Broader Emerging Market Pressure
The peso was not alone in its decline. The US dollar index rose 0.69% to 100.10, while other Latin American currencies also suffered. The Brazilian real, Chilean peso, and Peruvian sol all dropped more than 1.7% against the dollar during Friday's session, as reported by El Financiero.
Gabriela Siller, an analyst at Banco Base, told El Financiero that the peso's weakness was driven by the strong US jobs data, which included better-than-forecast job creation and positive revisions to previous months' figures.
Analyst Commentary and Fed Outlook
Bradford Smith, portfolio manager at Janus Henderson Investors, described the US jobs report as a "barnburner of a print" in comments to Reuters. Smith suggested that the data could push the Fed toward "insurance hikes"—additional rate increases aimed at keeping inflation in check.

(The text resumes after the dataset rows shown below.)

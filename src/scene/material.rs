//! Acoustic surface materials.
//!
//! Every surface is exactly one of: a sound source, a specular reflector, a
//! refractive (transmissive) panel, or a passive surface that ends
//! propagation. Absorption and transmission are given for three frequency
//! bands (400 Hz, 2.5 KHz, 15 KHz) and feed the attenuation of image-source
//! paths.

use crate::error::{EchoViewError, Result};

/// How a surface takes part in image-source propagation.
#[derive(Debug, Clone, Copy, PartialEq, Eq, Hash, Default)]
pub enum SurfaceKind {
    /// Absorbs or scatters; visible but spawns no further views
    #[default]
    Passive,
    /// Emits sound; a view resolving to it is a result
    Source,
    /// Specular reflector; spawns one mirrored view
    Reflective,
    /// Transmissive panel; spawns a straight-through and a refracted view
    Refractive,
}

/// Capability queries the visibility search asks of a surface material.
pub trait Material {
    fn is_source(&self) -> bool;
    fn is_reflective(&self) -> bool;
    fn is_refractive(&self) -> bool;

    /// Neither source, reflector nor refractor.
    fn is_passive(&self) -> bool {
        !(self.is_source() || self.is_reflective() || self.is_refractive())
    }
}

/// Acoustic properties of a surface material.
///
/// # Example
///
/// ```
/// use echoview::scene::{AcousticMaterial, Material, SurfaceKind};
///
/// let mirror = AcousticMaterial::METAL;
/// assert!(mirror.is_reflective());
///
/// let panel = AcousticMaterial {
///     kind: SurfaceKind::Refractive,
///     absorption: [0.05, 0.04, 0.03],
///     transmission: [0.40, 0.30, 0.20],
/// };
/// assert!(panel.validate().is_ok());
/// ```
#[derive(Debug, Clone, Copy, PartialEq)]
pub struct AcousticMaterial {
    pub kind: SurfaceKind,

    /// Fraction of energy absorbed at [low, mid, high] frequencies (0.0 - 1.0)
    pub absorption: [f32; 3],

    /// Fraction of energy transmitted through the surface at [low, mid, high]
    /// frequencies (0.0 - 1.0)
    pub transmission: [f32; 3],
}

impl AcousticMaterial {
    /// Generic passive surface
    pub const GENERIC: Self = Self {
        kind: SurfaceKind::Passive,
        absorption: [0.10, 0.20, 0.30],
        transmission: [0.100, 0.050, 0.030],
    };

    /// Carpet - passive, highly absorptive
    pub const CARPET: Self = Self {
        kind: SurfaceKind::Passive,
        absorption: [0.24, 0.69, 0.73],
        transmission: [0.020, 0.005, 0.003],
    };

    /// Brick - specular reflector
    pub const BRICK: Self = Self {
        kind: SurfaceKind::Reflective,
        absorption: [0.03, 0.04, 0.07],
        transmission: [0.015, 0.015, 0.015],
    };

    /// Concrete - specular reflector
    pub const CONCRETE: Self = Self {
        kind: SurfaceKind::Reflective,
        absorption: [0.05, 0.07, 0.08],
        transmission: [0.015, 0.002, 0.001],
    };

    /// Metal - specular reflector
    pub const METAL: Self = Self {
        kind: SurfaceKind::Reflective,
        absorption: [0.20, 0.07, 0.06],
        transmission: [0.200, 0.025, 0.010],
    };

    /// Glass - refractive panel
    pub const GLASS: Self = Self {
        kind: SurfaceKind::Refractive,
        absorption: [0.06, 0.03, 0.02],
        transmission: [0.060, 0.044, 0.011],
    };

    /// Loudspeaker membrane - sound source
    pub const SPEAKER: Self = Self {
        kind: SurfaceKind::Source,
        absorption: [0.0, 0.0, 0.0],
        transmission: [0.0, 0.0, 0.0],
    };

    pub const fn with_kind(mut self, kind: SurfaceKind) -> Self {
        self.kind = kind;
        self
    }

    /// Validates that absorption and transmission are within [0.0, 1.0]
    pub fn validate(&self) -> std::result::Result<(), &'static str> {
        for &val in &self.absorption {
            if !(0.0..=1.0).contains(&val) {
                return Err("Absorption values must be between 0.0 and 1.0");
            }
        }

        for &val in &self.transmission {
            if !(0.0..=1.0).contains(&val) {
                return Err("Transmission values must be between 0.0 and 1.0");
            }
        }

        Ok(())
    }

    /// Energy kept on a specular bounce, per band.
    pub fn reflectance(&self) -> [f32; 3] {
        self.absorption.map(|a| 1.0 - a)
    }
}

impl Default for AcousticMaterial {
    fn default() -> Self {
        Self::GENERIC
    }
}

impl Material for AcousticMaterial {
    fn is_source(&self) -> bool {
        self.kind == SurfaceKind::Source
    }

    fn is_reflective(&self) -> bool {
        self.kind == SurfaceKind::Reflective
    }

    fn is_refractive(&self) -> bool {
        self.kind == SurfaceKind::Refractive
    }
}

/// Material lookup table; polygons refer to materials by `u8` index.
#[derive(Debug, Clone)]
pub struct MaterialTable {
    materials: Vec<AcousticMaterial>,
}

impl MaterialTable {
    /// Creates a new empty material table
    pub fn new() -> Self {
        Self {
            materials: Vec::new(),
        }
    }

    /// Creates a table pre-loaded with the presets, in this order:
    /// - 0: GENERIC
    /// - 1: CARPET
    /// - 2: BRICK
    /// - 3: CONCRETE
    /// - 4: METAL
    /// - 5: GLASS
    /// - 6: SPEAKER
    pub fn with_presets() -> Self {
        Self {
            materials: vec![
                AcousticMaterial::GENERIC,
                AcousticMaterial::CARPET,
                AcousticMaterial::BRICK,
                AcousticMaterial::CONCRETE,
                AcousticMaterial::METAL,
                AcousticMaterial::GLASS,
                AcousticMaterial::SPEAKER,
            ],
        }
    }

    /// Adds a material and returns its index.
    ///
    /// # Errors
    ///
    /// Fails if the material's properties are out of range or the table
    /// already holds 256 materials.
    pub fn add(&mut self, material: AcousticMaterial) -> Result<u8> {
        material
            .validate()
            .map_err(|e| EchoViewError::InvalidMaterial(e.to_string()))?;

        if self.materials.len() >= 256 {
            return Err(EchoViewError::InvalidMaterial(
                "Material table is full (max 256 materials)".into(),
            ));
        }

        let index = self.materials.len() as u8;
        self.materials.push(material);
        Ok(index)
    }

    /// Retrieves a material by its index
    pub fn get(&self, index: u8) -> Option<&AcousticMaterial> {
        self.materials.get(index as usize)
    }

    pub fn len(&self) -> usize {
        self.materials.len()
    }

    pub fn is_empty(&self) -> bool {
        self.materials.is_empty()
    }

    pub fn iter(&self) -> impl Iterator<Item = (u8, &AcousticMaterial)> {
        self.materials.iter().enumerate().map(|(i, m)| (i as u8, m))
    }
}

impl Default for MaterialTable {
    fn default() -> Self {
        Self::new()
    }
}

#[cfg(test)]
mod tests {
    use super::*;

    #[test]
    fn test_material_validation() {
        assert!(AcousticMaterial::CONCRETE.validate().is_ok());

        let invalid_absorption = AcousticMaterial {
            absorption: [0.5, 1.5, 0.3],
            ..AcousticMaterial::GENERIC
        };
        assert!(invalid_absorption.validate().is_err());

        let invalid_transmission = AcousticMaterial {
            transmission: [-0.1, 0.05, 0.03],
            ..AcousticMaterial::GENERIC
        };
        assert!(invalid_transmission.validate().is_err());
    }

    #[test]
    fn test_capabilities_are_exclusive() {
        let all = [
            AcousticMaterial::GENERIC,
            AcousticMaterial::METAL,
            AcousticMaterial::GLASS,
            AcousticMaterial::SPEAKER,
        ];
        for material in all {
            let flags = [
                material.is_source(),
                material.is_reflective(),
                material.is_refractive(),
                material.is_passive(),
            ];
            assert_eq!(flags.iter().filter(|f| **f).count(), 1, "{:?}", material);
        }
        assert!(AcousticMaterial::CARPET.is_passive());
        assert!(AcousticMaterial::GENERIC.with_kind(SurfaceKind::Source).is_source());
    }

    #[test]
    fn test_reflectance() {
        let r = AcousticMaterial::CONCRETE.reflectance();
        assert!((r[0] - 0.95).abs() < 1e-6);
        assert!((r[2] - 0.92).abs() < 1e-6);
    }

    #[test]
    fn test_material_table() {
        let mut table = MaterialTable::new();
        assert!(table.is_empty());

        let idx1 = table.add(AcousticMaterial::CONCRETE).unwrap();
        let idx2 = table.add(AcousticMaterial::SPEAKER).unwrap();
        assert_eq!(idx1, 0);
        assert_eq!(idx2, 1);
        assert_eq!(table.len(), 2);
        assert_eq!(table.get(idx2), Some(&AcousticMaterial::SPEAKER));
        assert_eq!(table.get(99), None);

        let invalid = AcousticMaterial {
            absorption: [2.0, 0.0, 0.0],
            ..AcousticMaterial::GENERIC
        };
        assert!(table.add(invalid).is_err());
    }

    #[test]
    fn test_material_table_full() {
        let mut table = MaterialTable::new();
        for _ in 0..256 {
            table.add(AcousticMaterial::GENERIC).unwrap();
        }
        assert!(table.add(AcousticMaterial::GENERIC).is_err());
    }

    #[test]
    fn test_material_table_with_presets() {
        let table = MaterialTable::with_presets();
        assert_eq!(table.len(), 7);
        assert_eq!(table.get(4), Some(&AcousticMaterial::METAL));
        assert!(table.get(6).unwrap().is_source());
        assert_eq!(table.iter().count(), 7);
    }
}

While Mexico's rate environment still provides some support for the peso, that cushion has diminished. Banxico, Mexico's central bank, lowered its key interest rate to 6.50% in May, signaling the end of its easing cycle and cautioning that inflation risks remain tilted to the upside.
Outlook for Monday's Open
Weekend board prices may not accurately reflect where the USD/MXN pair will trade when markets open on Monday. Moves in US rate expectations, oil prices, or geopolitical developments could quickly push the exchange rate away from the 17.48 level. For now, traders are digesting Friday's employment surprise and positioning for what could be a volatile start to the week.